BofA Securities Has 5 Safe High-Dividend Stocks for Worried Investors to Buy Now

Consolidated Edison owns 62 area distribution substations and various distribution facilities; 39 transmission substations and 62 area stations; electric generation facilities with an aggregate capacity of 724 megawatts that run on gas and fuel oil; 4,348 miles of mains and 369,791 service lines for natural gas distribution; and one steam-electric generating station and five steam-only generating stations.

The company operates 572 circuit miles of transmission lines; 14 transmission substations; 86,794 in-service line transformers; 3,994 pole miles of overhead distribution lines; and 1,889 miles of underground distribution lines, as well as 1,867 miles of mains and 105,482 service lines for natural gas distribution. In addition, it is involved in the sale and related hedging of electricity to retail customers, and the provision of energy-related products and services to wholesale and retail customers.

Holders of Consolidated Edison stock receive a safe 4.17% dividend. The $78 BofA Securities price target is close to the $77.53 consensus target. The shares closed most recently at $73.93.


The fast-food giant continues to revamp both stores and the menu, and it is a solid pick for more conservative accounts. McDonald’s Corp. (NYSE: MCD) is the world’s leading global food-service retailer with over 37,000 locations serving approximately 69 million customers in over 100 countries each day. More than 80% of McDonald’s restaurants worldwide are owned and operated by independent local businesspersons.

Wall Street September checks of the fast-food giant suggest trends are on pace to be sequentially higher, driven in part by upcoming promotions including Spicy McNuggets and the Travis Scott Meal promotion. Operators also indicated that the company’s breakfast sales, which were slammed hard amid pandemic shutdowns and the work-from-home trend, have seen some very solid improvement. McDonald’s has one of the best fast-food breakfast menus.

McDonald’s looks to be on track to beat third-quarter same-store sales estimates, and many are now modeling for the company to report comparison growth of 5.0% for the quarter, up from 3.5% previously. In fact, comps were up about 5% in the final 10 days of August, climbing to the high-single digits in early September. That figure jumped to more than 10% from Sept. 8 on, an acceleration attributed to the introduction of the Travis Scott Meal, which drove an estimated 400 to 500 basis point lift to same-store sales. Travis Scott is a popular American rap star, and his quarter pounder meal is selling out in markets across the nation.

The dividend yield is 2.35%. BofA Securities has set a $225 price target. The consensus target is $220.77, and McDonald’s stock was last seen trading at $216.12.


This top consumer staples stock fits the bill for worried investors. PepsiCo Inc. (NYSE: PEP) operates as a food and beverage company worldwide. Its Frito-Lay North America segment offers Lay’s and Ruffles potato chips; Doritos, Tostitos and Santitas tortilla chips; and Cheetos cheese-flavored snacks, branded dips and Fritos corn chips.

The Quaker Foods North America segment provides Quaker oatmeal, grits, rice cakes, natural granola and oat squares, as well as the soon to be changed Aunt Jemima mixes and syrups, and Quaker Chewy granola bars, Cap’n Crunch cereal, Life cereal and Rice-A-Roni side dishes.

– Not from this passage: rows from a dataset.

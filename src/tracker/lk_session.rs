//! Sparse Lucas-Kanade point tracking session.

use nalgebra::Point2;
use tracing::{debug, error, info, warn};

use crate::config::{LkConfig, LkParams, TrackingConfig};
use crate::error::{RegionFault, SessionError};
use crate::integration::{ResetRequest, TrackingSession, VisionEngine};
use crate::tracker::ledger::{LedgerStats, Owned, ResourceLedger};
use crate::tracker::points::{TrackSegment, make_grid};
use crate::tracker::rect::Rect;
use crate::tracker::result::{LkResult, TrackResult};
use crate::tracker::track_state::SessionState;

/// The engine point set together with the positions it was built from.
struct LivePoints<S> {
    handle: Owned<S>,
    positions: Vec<Point2<f32>>,
}

/// Follows a set of points with pyramidal optical flow.
///
/// After every step the points the engine lost are dropped and the rest form
/// the next point set. When none survive the session falls back to
/// `Unseeded` on its own and waits for a reseed.
///
/// Handles stay in the session's fields while the engine runs and are only
/// retired once the engine call has returned.
pub struct LkSession<E: VisionEngine> {
    resources: ResourceLedger<E>,
    params: LkParams,
    grid_size: usize,
    max_grid_size: usize,
    state: SessionState,
    previous: Option<Owned<E::Frame>>,
    incoming: Option<Owned<E::Frame>>,
    points: Option<LivePoints<E::PointSet>>,
    frame_id: u32,
}

impl<E: VisionEngine> LkSession<E> {
    pub fn new(engine: E, config: LkConfig) -> Self {
        Self {
            resources: ResourceLedger::new(engine),
            params: config.params,
            grid_size: config.grid_size,
            max_grid_size: config.max_grid_size,
            state: SessionState::Unseeded,
            previous: None,
            incoming: None,
            points: None,
            frame_id: 0,
        }
    }

    pub fn from_config(engine: E, config: &TrackingConfig) -> Self {
        Self::new(engine, config.lk.clone())
    }

    pub fn state(&self) -> SessionState {
        self.state
    }

    pub fn frame_id(&self) -> u32 {
        self.frame_id
    }

    /// Positions of the points that will be tracked on the next step.
    pub fn positions(&self) -> &[Point2<f32>] {
        self.points
            .as_ref()
            .map(|live| live.positions.as_slice())
            .unwrap_or(&[])
    }

    pub fn has_previous_frame(&self) -> bool {
        self.previous.is_some()
    }

    pub fn engine(&self) -> &E {
        self.resources.engine()
    }

    pub fn ledger_stats(&self) -> LedgerStats {
        self.resources.stats()
    }

    /// Replace the point set with a `grid_size` x `grid_size` uniform grid.
    ///
    /// `grid_size` must lie in `1..=max_grid_size` from the session's config.
    pub fn reseed(&mut self, width: f32, height: f32, grid_size: usize) -> Result<(), SessionError> {
        let area = Rect::new(0.0, 0.0, width, height);
        area.check_extent()
            .map_err(|fault| SessionError::InvalidRegion { region: area, fault })?;
        if grid_size == 0 || grid_size > self.max_grid_size {
            return Err(SessionError::InvalidGrid(grid_size));
        }
        info!(width, height, grid_size, "lk session reseeded");
        self.replace_points(make_grid(grid_size, width, height))
    }

    /// Reseed with the configured grid density.
    pub fn reseed_default(&mut self, width: f32, height: f32) -> Result<(), SessionError> {
        self.reseed(width, height, self.grid_size)
    }

    /// Append points to whatever is currently tracked.
    pub fn add_points(&mut self, points: &[Point2<f32>]) -> Result<(), SessionError> {
        if points.is_empty() {
            return Ok(());
        }
        if let Some(bad) = points.iter().find(|p| !(p.x.is_finite() && p.y.is_finite())) {
            return Err(SessionError::InvalidRegion {
                region: Rect::new(bad.x, bad.y, 0.0, 0.0),
                fault: RegionFault::NonFinite,
            });
        }
        let mut positions = self.positions().to_vec();
        positions.extend_from_slice(points);
        debug!(added = points.len(), total = positions.len(), "lk points added");
        self.replace_points(positions)
    }

    fn replace_points(&mut self, positions: Vec<Point2<f32>>) -> Result<(), SessionError> {
        if let Some(old) = self.points.take() {
            self.resources.release_points(old.handle);
        }
        self.state = SessionState::Unseeded;

        match self.resources.alloc_points(&positions) {
            Ok(handle) => {
                self.points = Some(LivePoints { handle, positions });
                self.state = SessionState::Tracking;
                self.verify()
            }
            Err(err) => {
                self.fail_safe_reset();
                Err(SessionError::engine(err))
            }
        }
    }

    /// Advance by one frame.
    ///
    /// Without a live point set, or without a previous frame to flow from,
    /// the frame is only cached and `None` is returned.
    pub fn step(&mut self, frame: E::Frame) -> Result<Option<LkResult>, SessionError> {
        let frame = self.resources.adopt_frame(frame);
        self.frame_id += 1;
        self.release_incoming();
        let incoming = self.incoming.insert(frame);

        let outcome = match (self.points.as_ref(), self.previous.as_ref()) {
            (Some(live), Some(previous)) if self.state == SessionState::Tracking => Some(
                self.resources
                    .track_points(previous, incoming, &live.handle, &self.params),
            ),
            _ => None,
        };
        let Some(outcome) = outcome else {
            debug!(frame_id = self.frame_id, "lk session idle, caching frame");
            self.promote_incoming();
            return Ok(None);
        };

        // The flow step consumed the point set and the previous frame.
        let positions = match self.points.take() {
            Some(live) => {
                self.resources.release_points(live.handle);
                live.positions
            }
            None => Vec::new(),
        };
        if let Some(previous) = self.previous.take() {
            self.resources.release_frame(previous);
        }

        let tracked = match outcome {
            Ok(tracked) if tracked.len() == positions.len() => tracked,
            Ok(tracked) => {
                self.fail_safe_reset();
                return Err(SessionError::MalformedEngineOutput {
                    expected: positions.len(),
                    got: tracked.len(),
                });
            }
            Err(err) => {
                self.fail_safe_reset();
                return Err(SessionError::engine(err));
            }
        };

        let segments: Vec<TrackSegment> = positions
            .iter()
            .zip(&tracked)
            .filter(|(_, p)| p.status)
            .map(|(from, p)| TrackSegment {
                from: *from,
                to: p.point,
            })
            .collect();
        let survivors: Vec<Point2<f32>> = segments.iter().map(|s| s.to).collect();

        self.promote_incoming();
        self.state = SessionState::Unseeded;
        debug!(
            frame_id = self.frame_id,
            tracked = tracked.len(),
            alive = survivors.len(),
            "lk step"
        );

        if survivors.is_empty() {
            info!(frame_id = self.frame_id, "all points lost, lk session unseeded");
        } else {
            match self.resources.alloc_points(&survivors) {
                Ok(handle) => {
                    self.points = Some(LivePoints {
                        handle,
                        positions: survivors,
                    });
                    self.state = SessionState::Tracking;
                }
                Err(err) => {
                    self.fail_safe_reset();
                    return Err(SessionError::engine(err));
                }
            }
        }

        self.verify()?;
        Ok(Some(LkResult {
            frame_id: self.frame_id,
            points: tracked,
            segments,
        }))
    }

    /// Drop the point set but keep the cached frame.
    pub fn clear(&mut self) {
        if let Some(live) = self.points.take() {
            self.resources.release_points(live.handle);
        }
        self.state = SessionState::Unseeded;
    }

    /// Release every live handle. Safe to call repeatedly.
    pub fn teardown(&mut self) -> Result<(), SessionError> {
        self.release_all();
        self.resources.verify_empty()?;
        Ok(())
    }

    fn cache_previous(&mut self, frame: Owned<E::Frame>) {
        if let Some(old) = self.previous.replace(frame) {
            self.resources.release_frame(old);
        }
    }

    fn promote_incoming(&mut self) {
        if let Some(frame) = self.incoming.take() {
            self.cache_previous(frame);
        }
    }

    fn release_incoming(&mut self) {
        if let Some(frame) = self.incoming.take() {
            self.resources.release_frame(frame);
        }
    }

    fn release_all(&mut self) {
        self.release_incoming();
        if let Some(live) = self.points.take() {
            self.resources.release_points(live.handle);
        }
        if let Some(previous) = self.previous.take() {
            self.resources.release_frame(previous);
        }
        self.state = SessionState::Unseeded;
    }

    fn fail_safe_reset(&mut self) {
        warn!(frame_id = self.frame_id, "lk engine failure, resetting session");
        self.release_all();
    }

    fn verify(&self) -> Result<(), SessionError> {
        self.resources.verify().map_err(SessionError::from)
    }
}

impl<E: VisionEngine> TrackingSession for LkSession<E> {
    type Frame = E::Frame;

    fn state(&self) -> SessionState {
        self.state
    }

    fn step(&mut self, frame: E::Frame) -> Result<Option<TrackResult>, SessionError> {
        Ok(LkSession::step(self, frame)?.map(TrackResult::from))
    }

    fn apply_reset(&mut self, request: ResetRequest) -> Result<(), SessionError> {
        match request {
            ResetRequest::Grid {
                width,
                height,
                grid_size,
            } => self.reseed(width, height, grid_size.unwrap_or(self.grid_size)),
            ResetRequest::AddPoints(points) => self.add_points(&points),
            ResetRequest::Clear => {
                self.clear();
                Ok(())
            }
            other => Err(SessionError::UnsupportedReset {
                session: "lucas-kanade",
                request: other.name(),
            }),
        }
    }

    fn teardown(&mut self) -> Result<(), SessionError> {
        LkSession::teardown(self)
    }
}

impl<E: VisionEngine> Drop for LkSession<E> {
    fn drop(&mut self) {
        if let Err(err) = self.teardown() {
            error!(%err, "lk session dropped with a ledger violation");
        }
    }
}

Pepsi’s North America Beverages segment offers beverage concentrates, fountain syrups and finished goods under the Pepsi, Gatorade, Mountain Dew, Diet Pepsi, Aquafina, Tropicana Pure Premium, Sierra Mist and Mug brands, as well as ready-to-drink tea and coffee, and juices. It is one of the companies that helped Americans survive the pandemic.

Shareholders receive a 3.15% dividend. The BofA Securities price target is $150. The consensus target is $146.59, and PepsiCo stock closed at $131.58.

The recent selling should come as no surprise to investors. The massive rally that exploded off the March lows pushed many of the stock indexes to all-time highs, all while a pandemic was going on and much of the U.S. economy was shut down. While 2021 should prove to be a much better year, both economically and psychologically, with a resolution of the election and hopefully a COVID-19 vaccine, we still have to get there intact. Playing it safe with conservative dividend stocks is a solid way to go now.